In 2185, Fehl Prime has recovered and the Alliance has bolstered the colony's defenses with a heavy anti-ship cannon and military-grade kinetic barriers. While installing the defenses, Delta Squad discovers an unknown alien device emitting a signal. Treeya presents her findings to Liara T'Soni, only for the communications to get jammed when Liara speculates the device being Reaper tech. As the group returns to the colony, they spot an invading Collector ship.

The Collector ship deploys Seeker Swarms to incapacitate Fehl Prime's colonists, including Captain Toni. Unable to prevent the colonists' capture, Delta Squad attempts to disable the Collector ship with the colony's anti-ship cannon, but fail when the cannon is destroyed. As Delta Squad retreats to the secure underground labs beneath the colony, Kamille is snatched away by drones and Essex is paralyzed by Seekers while defending the labs' door.

While underground, Delta Squad learns that Messner is actually a Cerberus agent who had been trying access the labs. Delta Squad also discovers a possible antidote for the Seeker Swarms' paralyzing agent, as well as Brood, who had been kept in a tank as a test subject in the labs. Without warning, the door to the labs is then torn open by a Praetorian with Kamille's body incorporated into it. Mason is killed while attempting to save Kamille, and Delta Squad is forced to retreat with Brood. Brood leads Delta Squad to his hidden ship to repay his debt to Vega. As the group lifts off aboard Brood's ship, the Praetorian emerges and gives chase, killing Nicky before perishing. Vega orders a frontal assault on the Collector ship and successfully boards it. However, Messner kills Brood, leading to Delta Squad's capture.
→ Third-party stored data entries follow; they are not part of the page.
//! Storage-backed entity operations.
//!
//! # Responsibility
//! - Lazy field loads, inserts, the category update and relationship
//!   queries for the three entities.
//! - Map rows back into validated entity instances.
//!
//! # Invariants
//! - Every operation runs exactly one statement on the borrowed connection.
//! - Lookups that yield no row return `RepoError::NotFound` carrying the
//!   entity, field and id; they never fall back to defaults.
//! - Rows that fail entity validation are rejected as `InvalidData`
//!   instead of being masked.

use crate::db::DbError;
use crate::model::validation::{FieldError, ImmutableFieldError, ValidationError};
use rusqlite::{Connection, Params, Row};
use std::error::Error;
use std::fmt::{Display, Formatter};

pub mod article_repo;
pub mod author_repo;
pub mod magazine_repo;

pub type RepoResult<T> = Result<T, RepoError>;

/// Error returned by every storage-touching entity operation.
#[derive(Debug)]
pub enum RepoError {
    Validation(ValidationError),
    Immutable(ImmutableFieldError),
    /// A lookup or join by id yielded no row. `id` is `None` for an entity
    /// that was never saved.
    NotFound {
        entity: &'static str,
        field: &'static str,
        id: Option<i64>,
    },
    Db(DbError),
    InvalidData(String),
}

impl Display for RepoError {
    fn fmt(&self, f: &mut Formatter<'_>) -> std::fmt::Result {
        match self {
            Self::Validation(err) => write!(f, "{err}"),
            Self::Immutable(err) => write!(f, "{err}"),
            Self::NotFound {
                entity,
                field,
                id: Some(id),
            } => write!(f, "{entity} {field} not found for id {id}"),
            Self::NotFound {
                entity,
                field,
                id: None,
            } => write!(f, "{entity} {field} not found: {entity} has no id"),
            Self::Db(err) => write!(f, "{err}"),
            Self::InvalidData(message) => write!(f, "invalid persisted data: {message}"),
        }
    }
}

impl Error for RepoError {
    fn source(&self) -> Option<&(dyn Error + 'static)> {
        match self {
            Self::Validation(err) => Some(err),
            Self::Immutable(err) => Some(err),
            Self::NotFound { .. } => None,
            Self::Db(err) => Some(err),
            Self::InvalidData(_) => None,
        }
    }
}

impl From<ValidationError> for RepoError {
    fn from(value: ValidationError) -> Self {
        Self::Validation(value)
    }
}

impl From<ImmutableFieldError> for RepoError {
    fn from(value: ImmutableFieldError) -> Self {
        Self::Immutable(value)
    }
}

impl From<FieldError> for RepoError {
    fn from(value: FieldError) -> Self {
        match value {
            FieldError::Validation(err) => Self::Validation(err),
            FieldError::Immutable(err) => Self::Immutable(err),
        }
    }
}

impl From<DbError> for RepoError {
    fn from(value: DbError) -> Self {
        Self::Db(value)
    }
}

impl From<rusqlite::Error> for RepoError {
    fn from(value: rusqlite::Error) -> Self {
        Self::Db(DbError::Sqlite(value))
    }
}

impl RepoError {
    pub fn is_not_found(&self) -> bool {
        matches!(self, Self::NotFound { .. })
    }
}

/// Runs one query and parses every row, in the order storage returns them.
pub(crate) fn query_all<T, P: Params>(
    conn: &Connection,
    sql: &str,
    params: P,
    parse: fn(&Row<'_>) -> RepoResult<T>,
) -> RepoResult<Vec<T>> {
    let mut stmt = conn.prepare(sql)?;
    let mut rows = stmt.query(params)?;
    let mut parsed = Vec::new();

    while let Some(row) = rows.next()? {
        parsed.push(parse(row)?);
    }

    Ok(parsed)
}

/// Converts a validation failure on a hydrated row into `InvalidData`.
pub(crate) fn invalid_row(table: &str, id: i64, err: ValidationError) -> RepoError {
    RepoError::InvalidData(format!("{table} row {id}: {err}"))
}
Now in orbit, the Collector ship incinerates the remains of the colony to cover their tracks. Deep within the ship, Messner explains to Treeya that he was the one who planted the alien device in order to lure the Collectors and capture their technology for Cerberus's benefit. He takes Treeya with him to another part of the ship, leaving Vega, Essex, and Milque locked in pods. Unbeknownst to Messner or the Collectors, a drink Vega had given everyone earlier had been spiked with the Seeker Swarm antidote, and the three are able to escape and kill their guards. Vega and Essex pursue Messner and Treeya, while Milque secures transport for their escape.

Elsewhere, Messner shows Treeya a Prothean archive built into the Collector ship and has her access it. Treeya witnesses footage of the Protheans' last stand against the Reapers, their transformation into the Collectors, and the Collectors' construction of a human-shaped Reaper at their homeworld. Messner records this information on his bracelet, only to be double-crossed by the Collectors. When Messner tries to bargain with the Collectors, Treeya steals the bracelet before escaping in a containment pod.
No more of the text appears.